(Stored items)
==================================================

//! Generic workload manifests.
//!
//! A workload is kept as the document it was read as. The materializer only
//! touches identity, labels and `spec.replicas`, each through an explicit
//! accessor below.

use serde::{Deserialize, Serialize};
use serde_json::{Map, Value};

use crate::{LabelSet, ManifestError, ObjectReference};

/// A workload manifest of any kind.
#[derive(Debug, Clone, Default, PartialEq, Serialize, Deserialize)]
#[serde(transparent)]
pub struct Workload(Value);

impl Workload {
    pub fn new(value: Value) -> Self {
        Self(value)
    }

    pub fn as_value(&self) -> &Value {
        &self.0
    }

    pub fn into_value(self) -> Value {
        self.0
    }

    pub fn api_version(&self) -> &str {
        self.str_at(&["apiVersion"])
    }

    pub fn kind(&self) -> &str {
        self.str_at(&["kind"])
    }

    pub fn name(&self) -> &str {
        self.str_at(&["metadata", "name"])
    }

    pub fn namespace(&self) -> &str {
        self.str_at(&["metadata", "namespace"])
    }

    /// String-valued labels; malformed entries are ignored.
    pub fn labels(&self) -> LabelSet {
        self.nested(&["metadata", "labels"])
            .and_then(Value::as_object)
            .map(|labels| {
                labels
                    .iter()
                    .filter_map(|(k, v)| v.as_str().map(|v| (k.clone(), v.to_string())))
                    .collect()
            })
            .unwrap_or_default()
    }

    /// Reference identifying this workload.
    pub fn reference(&self) -> ObjectReference {
        ObjectReference {
            api_version: self.api_version().to_string(),
            kind: self.kind().to_string(),
            namespace: self.namespace().to_string(),
            name: self.name().to_string(),
        }
    }

    /// Set one label, creating `metadata.labels` when missing.
    pub fn merge_label(&mut self, key: &str, value: &str) -> Result<(), ManifestError> {
        self.set_nested_field(&["metadata", "labels", key], Value::String(value.to_string()))
    }

    /// Value at `path`, or `None` when any segment is missing.
    pub fn nested(&self, path: &[&str]) -> Option<&Value> {
        path.iter().try_fold(&self.0, |value, key| value.get(*key))
    }

    /// Integer at `path`.
    ///
    /// Returns `Ok(None)` when the field is absent and an error when it is
    /// present with a non-integer value. Floats with no fractional part
    /// (`3.0`) are read as integers.
    pub fn nested_i64(&self, path: &[&str]) -> Result<Option<i64>, ManifestError> {
        match self.nested(path) {
            None => Ok(None),
            Some(value) => value
                .as_i64()
                .or_else(|| value.as_f64().and_then(integral_f64))
                .map(Some)
                .ok_or_else(|| ManifestError::FieldTypeMismatch {
                    path: path.join("."),
                    expected: "an integer",
                }),
        }
    }

    /// Set the value at `path`, creating missing parent objects.
    pub fn set_nested_field(&mut self, path: &[&str], value: Value) -> Result<(), ManifestError> {
        let Some((last, parents)) = path.split_last() else {
            self.0 = value;
            return Ok(());
        };

        let mut current = &mut self.0;
        for (depth, key) in parents.iter().enumerate() {
            let map = as_object_mut(current, path, depth)?;
            current = map
                .entry(key.to_string())
                .or_insert_with(|| Value::Object(Map::new()));
        }

        as_object_mut(current, path, parents.len())?.insert(last.to_string(), value);
        Ok(())
    }

    fn str_at(&self, path: &[&str]) -> &str {
        self.nested(path).and_then(Value::as_str).unwrap_or_default()
    }
}

fn integral_f64(value: f64) -> Option<i64> {
    // i64::MAX as f64 rounds up to 2^63, which is out of range
    let in_range = value >= i64::MIN as f64 && value < i64::MAX as f64;
    (value.fract() == 0.0 && in_range).then_some(value as i64)
}

fn as_object_mut<'a>(
    value: &'a mut Value,
    path: &[&str],
    depth: usize,
) -> Result<&'a mut Map<String, Value>, ManifestError> {
    if value.is_null() {
        *value = Value::Object(Map::new());
    }
    value.as_object_mut().ok_or_else(|| ManifestError::NotAnObject {
        path: path.join("."),
        parent: if depth == 0 {
            "<root>".to_string()
        } else {
            path[..depth].join(".")
        },
    })
}

impl From<Value> for Workload {
    fn from(value: Value) -> Self {
        Self(value)
    }
}

#[cfg(test)]
mod tests {
    use super::*;
    use serde_json::json;

    fn deployment() -> Workload {
        Workload::new(json!({
            "apiVersion": "apps/v1",
            "kind": "Deployment",
            "metadata": {"name": "nginx", "namespace": "default", "labels": {"app": "nginx"}},
            "spec": {"replicas": 3}
        }))
    }

    #[test]
    fn test_identity_accessors() {
        let workload = deployment();
        assert_eq!(workload.api_version(), "apps/v1");
        assert_eq!(workload.kind(), "Deployment");
        assert_eq!(workload.name(), "nginx");
        assert_eq!(workload.namespace(), "default");
        assert_eq!(workload.labels().get("app").map(String::as_str), Some("nginx"));
    }

    #[test]
    fn test_nested_i64() {
        let workload = deployment();
        assert_eq!(workload.nested_i64(&["spec", "replicas"]).unwrap(), Some(3));
        assert_eq!(workload.nested_i64(&["spec", "paused"]).unwrap(), None);
    }

    #[test]
    fn test_nested_i64_type_mismatch() {
        let workload = Workload::new(json!({"spec": {"replicas": "three"}}));
        assert!(matches!(
            workload.nested_i64(&["spec", "replicas"]),
            Err(ManifestError::FieldTypeMismatch { .. })
        ));
    }

    #[test]
    fn test_nested_i64_integral_float() {
        let workload = Workload::new(json!({"spec": {"replicas": 3.0}}));
        assert_eq!(workload.nested_i64(&["spec", "replicas"]).unwrap(), Some(3));

        let workload = Workload::new(json!({"spec": {"replicas": 2.5}}));
        assert!(workload.nested_i64(&["spec", "replicas"]).is_err());

        let workload = Workload::new(json!({"spec": {"replicas": 1e300}}));
        assert!(workload.nested_i64(&["spec", "replicas"]).is_err());
    }

    #[test]
    fn test_set_nested_field_creates_parents() {
        let mut workload = Workload::new(json!({"kind": "ConfigMap"}));
        workload.merge_label("team", "infra").unwrap();
        assert_eq!(workload.labels().get("team").map(String::as_str), Some("infra"));
    }

    #[test]
    fn test_set_nested_field_rejects_scalar_parent() {
        let mut workload = Workload::new(json!({"spec": 1}));
        let err = workload
            .set_nested_field(&["spec", "replicas"], json!(2))
            .unwrap_err();
        assert_eq!(
            err,
            ManifestError::NotAnObject {
                path: "spec.replicas".to_string(),
                parent: "spec".to_string()
            }
        );
    }

    #[test]
    fn test_reference() {
        let reference = deployment().reference();
        assert_eq!(reference.kind, "Deployment");
        assert_eq!(reference.namespace, "default");
    }
}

==================================================

* [WHAT YOU HAVE TO DO]: Each line above should be duplicated without any alteration.

* [WRITTEN RESPONSE]:
//! Generic workload manifests.
//!
//! A workload is kept as the document it was read as. The materializer only
//! touches identity, labels and `spec.replicas`, each through an explicit
//! accessor below.

use serde::{Deserialize, Serialize};
use serde_json::{Map, Value};

use crate::{LabelSet, ManifestError, ObjectReference};

/// A workload manifest of any kind.
#[derive(Debug, Clone, Default, PartialEq, Serialize, Deserialize)]
#[serde(transparent)]
pub struct Workload(Value);

impl Workload {
    pub fn new(value: Value) -> Self {
        Self(value)
    }

    pub fn as_value(&self) -> &Value {
        &self.0
    }

    pub fn into_value(self) -> Value {
        self.0
    }

    pub fn api_version(&self) -> &str {
        self.str_at(&["apiVersion"])
    }

    pub fn kind(&self) -> &str {
        self.str_at(&["kind"])
    }

    pub fn name(&self) -> &str {
        self.str_at(&["metadata", "name"])
    }

    pub fn namespace(&self) -> &str {
        self.str_at(&["metadata", "namespace"])
    }

    /// String-valued labels; malformed entries are ignored.
    pub fn labels(&self) -> LabelSet {
        self.nested(&["metadata", "labels"])
            .and_then(Value::as_object)
            .map(|labels| {
                labels
                    .iter()
                    .filter_map(|(k, v)| v.as_str().map(|v| (k.clone(), v.to_string())))
                    .collect()
            })
            .unwrap_or_default()
    }

    /// Reference identifying this workload.
    pub fn reference(&self) -> ObjectReference {
        ObjectReference {
            api_version: self.api_version().to_string(),
            kind: self.kind().to_string(),
            namespace: self.namespace().to_string(),
            name: self.name().to_string(),
        }
    }

    /// Set one label, creating `metadata.labels` when missing.
    pub fn merge_label(&mut self, key: &str, value: &str) -> Result<(), ManifestError> {
        self.set_nested_field(&["metadata", "labels", key], Value::String(value.to_string()))
    }

    /// Value at `path`, or `None` when any segment is missing.
    pub fn nested(&self, path: &[&str]) -> Option<&Value> {
        path.iter().try_fold(&self.0, |value, key| value.get(*key))
    }

    /// Integer at `path`.
    ///
    /// Returns `Ok(None)` when the field is absent and an error when it is
    /// present with a non-integer value. Floats with no fractional part
    /// (`3.0`) are read as integers.
    pub fn nested_i64(&self, path: &[&str]) -> Result<Option<i64>, ManifestError> {
        match self.nested(path) {
            None => Ok(None),
            Some(value) => value
                .as_i64()
                .or_else(|| value.as_f64().and_then(integral_f64))
                .map(Some)
                .ok_or_else(|| ManifestError::FieldTypeMismatch {
                    path: path.join("."),
                    expected: "an integer",
                }),
        }
    }

    /// Set the value at `path`, creating missing parent objects.
    pub fn set_nested_field(&mut self, path: &[&str], value: Value) -> Result<(), ManifestError> {
        let Some((last, parents)) = path.split_last() else {
            self.0 = value;
            return Ok(());
        };

        let mut current = &mut self.0;
        for (depth, key) in parents.iter().enumerate() {
            let map = as_object_mut(current, path, depth)?;
            current = map
                .entry(key.to_string())
                .or_insert_with(|| Value::Object(Map::new()));
        }

        as_object_mut(current, path, parents.len())?.insert(last.to_string(), value);
        Ok(())
    }

    fn str_at(&self, path: &[&str]) -> &str {
        self.nested(path).and_then(Value::as_str).unwrap_or_default()
    }
}

fn integral_f64(value: f64) -> Option<i64> {
    // i64::MAX as f64 rounds up to 2^63, which is out of range
    let in_range = value >= i64::MIN as f64 && value < i64::MAX as f64;
    (value.fract() == 0.0 && in_range).then_some(value as i64)
}

fn as_object_mut<'a>(
    value: &'a mut Value,
    path: &[&str],
    depth: usize,
) -> Result<&'a mut Map<String, Value>, ManifestError> {
    if value.is_null() {
        *value = Value::Object(Map::new());
    }
    value.as_object_mut().ok_or_else(|| ManifestError::NotAnObject {
        path: path.join("."),
        parent: if depth == 0 {
            "<root>".to_string()
        } else {
            path[..depth].join(".")
        },
    })
}

impl From<Value> for Workload {
    fn from(value: Value) -> Self {
        Self(value)
    }
}

#[cfg(test)]
mod tests {
    use super::*;
    use serde_json::json;

    fn deployment() -> Workload {
        Workload::new(json!({
            "apiVersion": "apps/v1",
            "kind": "Deployment",
            "metadata": {"name": "nginx", "namespace": "default", "labels": {"app": "nginx"}},
            "spec": {"replicas": 3}
        }))
    }

    #[test]
    fn test_identity_accessors() {
        let workload = deployment();
        assert_eq!(workload.api_version(), "apps/v1");
        assert_eq!(workload.kind(), "Deployment");
        assert_eq!(workload.name(), "nginx");
        assert_eq!(workload.namespace(), "default");
        assert_eq!(workload.labels().get("app").map(String::as_str), Some("nginx"));
    }

    #[test]
    fn test_nested_i64() {
        let workload = deployment();
        assert_eq!(workload.nested_i64(&["spec", "replicas"]).unwrap(), Some(3));
        assert_eq!(workload.nested_i64(&["spec", "paused"]).unwrap(), None);
    }

    #[test]
    fn test_nested_i64_type_mismatch() {
        let workload = Workload::new(json!({"spec": {"replicas": "three"}}));
        assert!(matches!(
            workload.nested_i64(&["spec", "replicas"]),
            Err(ManifestError::FieldTypeMismatch { .. })
        ));
    }

    #[test]
    fn test_nested_i64_integral_float() {
        let workload = Workload::new(json!({"spec": {"replicas": 3.0}}));
        assert_eq!(workload.nested_i64(&["spec", "replicas"]).unwrap(), Some(3));

        let workload = Workload::new(json!({"spec": {"replicas": 2.5}}));
        assert!(workload.nested_i64(&["spec", "replicas"]).is_err());

        let workload = Workload::new(json!({"spec": {"replicas": 1e300}}));
        assert!(workload.nested_i64(&["spec", "replicas"]).is_err());
    }

    #[test]
    fn test_set_nested_field_creates_parents() {
        let mut workload = Workload::new(json!({"kind": "ConfigMap"}));
        workload.merge_label("team", "infra").unwrap();
        assert_eq!(workload.labels().get("team").map(String::as_str), Some("infra"));
    }

    #[test]
    fn test_set_nested_field_rejects_scalar_parent() {
        let mut workload = Workload::new(json!({"spec": 1}));
        let err = workload
            .set_nested_field(&["spec", "replicas"], json!(2))
            .unwrap_err();
        assert_eq!(
            err,
            ManifestError::NotAnObject {
                path: "spec.replicas".to_string(),
                parent: "spec".to_string()
            }
        );
    }

    #[test]
    fn test_reference() {
        let reference = deployment().reference();
        assert_eq!(reference.kind, "Deployment");
        assert_eq!(reference.namespace, "default");
    }
}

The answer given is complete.